The Upworthy Research Archive consists of data on online headline variation experiments. Most of these experiments test several headline variations for any given article. Every time a specific headline variant is shown to a reader, it is counted as an impression, and when the headline variant is clicked it is counted as a click. The clickthrough rate for any particular headline variant is defined as clicks divided by impressions. Experiments can vary other properties, but only the image ID, headline, and week during which the test was conducted is relevant to the impressions received on the Upworthy homepage [38].

Our research hypotheses require data about headlines that are better than a comparable alternative. We obtain pairs of headline variants by considering all possible pairs within each headline variation experiment, such that any headline pair under consideration has the same article ID and image ID, and was tested in the same week. Within each pair of headlines obtained this way, we define as “better” the headline with the higher clickthrough rate, and as “worse”, its counterpart.

Sampling plan.

Groups of controlled experiments include varying numbers of comparable headlines that can be paired into comparison pairs. Within a group of controlled experiments, we consider every possible pair of comparison headlines. In case with more than K = 15 headline comparison pairs within an experiment, we randomly sample a subset of K = 15 comparison headline pairs. We have run the complete analysis pipeline for different values of K, obtaining the same effect directions and comparable effect sizes.

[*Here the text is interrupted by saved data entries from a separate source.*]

use candle_core::{IndexOp, Tensor, D};
use candle_nn::ops::softmax;
use candle_nn::{linear, Linear, Module, VarBuilder};
use candle_transformers::models::distilbert::{Config as BertConfig, DistilBertModel};

use crate::error::{EngineError, Result};
use crate::model::loader::LabelLayout;

/// Binary classification produces exactly two logits.
const NUM_LABELS: usize = 2;

/// DistilBERT backbone with the fine-tuned sequence classification head.
///
/// The head mirrors the checkpoint layout: CLS pooling, a `pre_classifier`
/// projection with ReLU, then the two-way `classifier` projection.
pub struct SentimentClassifier {
    backbone: DistilBertModel,
    pre_classifier: Linear,
    classifier: Linear,
    labels: LabelLayout,
}

impl SentimentClassifier {
    pub fn load(
        vb: VarBuilder,
        config: &BertConfig,
        hidden_dim: usize,
        labels: LabelLayout,
    ) -> Result<Self> {
        let backbone = DistilBertModel::load(vb.clone(), config)
            .map_err(|e| EngineError::Model(format!("Failed to load backbone: {e}")))?;
        let pre_classifier = linear(hidden_dim, hidden_dim, vb.pp("pre_classifier"))
            .map_err(|e| EngineError::Model(format!("Missing pre_classifier weights: {e}")))?;
        let classifier = linear(hidden_dim, NUM_LABELS, vb.pp("classifier"))
            .map_err(|e| EngineError::Model(format!("Missing classifier weights: {e}")))?;

        Ok(Self {
            backbone,
            pre_classifier,
            classifier,
            labels,
        })
    }

    /// Run one forward pass and return `(positive, negative)` softmax
    /// scores. Inference only; this runtime carries no gradient state.
    pub fn predict(&self, input_ids: &Tensor, padding_mask: &Tensor) -> Result<(f32, f32)> {
        let hidden = self.backbone.forward(input_ids, padding_mask)?;
        // CLS token pooling
        let pooled = hidden.i((.., 0))?;
        let pooled = self.pre_classifier.forward(&pooled)?.relu()?;
        let logits = self.classifier.forward(&pooled)?;

        let scores = softmax(&logits, D::Minus1)?.squeeze(0)?.to_vec1::<f32>()?;
        if scores.len() != NUM_LABELS {
            return Err(EngineError::Inference(format!(
                "Expected {NUM_LABELS} class scores, got {}",
                scores.len()
            )));
        }
        Ok((scores[self.labels.positive], scores[self.labels.negative]))
    }
}
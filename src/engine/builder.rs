use candle_core::Device;
use tracing::info;

use super::engine::SentimentEngine;
use crate::config::ModelConfig;
use crate::error::{EngineError, Result};
use crate::model::{ModelArtifacts, SentimentClassifier, SentimentTokenizer};

/// Builder for constructing a loaded [`SentimentEngine`].
pub struct EngineBuilder {
    config: Option<ModelConfig>,
    device: Option<Device>,
}

impl EngineBuilder {
    /// Create a new builder instance
    pub fn new() -> Self {
        Self {
            config: None,
            device: None,
        }
    }

    /// Set the model configuration
    pub fn with_config(mut self, config: ModelConfig) -> Self {
        self.config = Some(config);
        self
    }

    /// Pin the compute device instead of auto-selecting one
    pub fn with_device(mut self, device: Device) -> Self {
        self.device = Some(device);
        self
    }

    /// Fetch artifacts, assemble tokenizer and classifier, and return a
    /// ready engine. Any failure here is fatal to startup.
    pub async fn build(self) -> Result<SentimentEngine> {
        let config = self.config.unwrap_or_default();
        config.validate()?;

        let device = match self.device {
            Some(device) => device,
            None => select_device()?,
        };
        let label = device_label(&device);
        info!(model = %config.model_id, device = %label, "loading model");

        let load_device = device.clone();
        let (tokenizer, classifier) = tokio::task::spawn_blocking(move || {
            let artifacts = ModelArtifacts::fetch(&config)?;
            let tokenizer =
                SentimentTokenizer::from_file(&artifacts.tokenizer_path, config.max_input_tokens)?;
            let vb = artifacts.var_builder(&load_device)?;
            let classifier = SentimentClassifier::load(
                vb,
                &artifacts.config,
                artifacts.hidden_dim,
                artifacts.labels,
            )?;
            Ok::<_, EngineError>((tokenizer, classifier))
        })
        .await
        .map_err(|e| EngineError::Model(format!("Load task panicked: {e}")))??;

        info!("model loaded");
        Ok(SentimentEngine::new(classifier, tokenizer, device, label))
    }
}

impl Default for EngineBuilder {
    fn default() -> Self {
        Self::new()
    }
}

/// Pick the compute device: CUDA 0 when available, otherwise CPU.
pub fn select_device() -> Result<Device> {
    let device = Device::cuda_if_available(0)
        .map_err(|e| EngineError::Device(format!("Device probe failed: {e}")))?;
    Ok(device)
}

/// Identifier reported by the health endpoint.
pub fn device_label(device: &Device) -> String {
    match device {
        Device::Cpu => "cpu".to_string(),
        Device::Cuda(_) => "cuda:0".to_string(),
        Device::Metal(_) => "metal".to_string(),
    }
}
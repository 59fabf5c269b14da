use std::sync::Arc;

use async_trait::async_trait;
use candle_core::Device;
use tokio::sync::Semaphore;
use tracing::debug;

use super::Predictor;
use crate::error::{EngineError, Result};
use crate::model::{SentimentClassifier, SentimentTokenizer};
use crate::types::Prediction;

/// Loaded model holder: tokenizer and classifier bound to one device.
///
/// Built once at startup and only read afterwards. Forward passes run on
/// the blocking pool and are serialized through `inference_slot`, one at a
/// time per engine instance.
pub struct SentimentEngine {
    classifier: Arc<SentimentClassifier>,
    tokenizer: Arc<SentimentTokenizer>,
    device: Device,
    device_label: String,
    inference_slot: Arc<Semaphore>,
}

impl SentimentEngine {
    pub(crate) fn new(
        classifier: SentimentClassifier,
        tokenizer: SentimentTokenizer,
        device: Device,
        device_label: String,
    ) -> Self {
        Self {
            classifier: Arc::new(classifier),
            tokenizer: Arc::new(tokenizer),
            device,
            device_label,
            inference_slot: Arc::new(Semaphore::new(1)),
        }
    }

    /// Classify one text: tokenize with truncation, forward pass, softmax.
    pub async fn predict(&self, text: &str) -> Result<Prediction> {
        let _permit = self
            .inference_slot
            .clone()
            .acquire_owned()
            .await
            .map_err(|e| EngineError::Inference(e.to_string()))?;

        let classifier = Arc::clone(&self.classifier);
        let tokenizer = Arc::clone(&self.tokenizer);
        let device = self.device.clone();
        let text = text.to_owned();

        let (positive, negative) = tokio::task::spawn_blocking(move || {
            let (input_ids, padding_mask) = tokenizer.encode(&text, &device)?;
            classifier.predict(&input_ids, &padding_mask)
        })
        .await
        .map_err(|e| EngineError::Inference(format!("Inference task panicked: {e}")))??;

        debug!(positive, negative, "forward pass complete");
        Ok(Prediction::from_scores(positive, negative))
    }

    /// Human-readable identifier of the compute device in use.
    pub fn device_label(&self) -> &str {
        &self.device_label
    }
}

#[async_trait]
impl Predictor for SentimentEngine {
    async fn predict(&self, text: &str) -> Result<Prediction> {
        SentimentEngine::predict(self, text).await
    }

    fn device_label(&self) -> &str {
        SentimentEngine::device_label(self)
    }
}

For many comparison pairs in the data, the better headline performed only marginally better than the worse headline, while for other pairs, there were only few impressions received by one headline variant. Within a group of controlled experiments, we perform a Pearson chi-squared test on the clickthrough rates for every possible pair. With each pairwise comparison in a headline experiment there is a probability of incorrectly rejecting the null hypothesis, so we apply the Bonferroni correction [56] with a family-wise error rate of α = 0.05. Note that in experiments testing more than two comparable headlines, each headline participates in a single comparison pair. Among such possible matchings of comparable headlines into distinct pairwise comparisons, we select the configuration with the lowest Bonferroni-corrected p-value.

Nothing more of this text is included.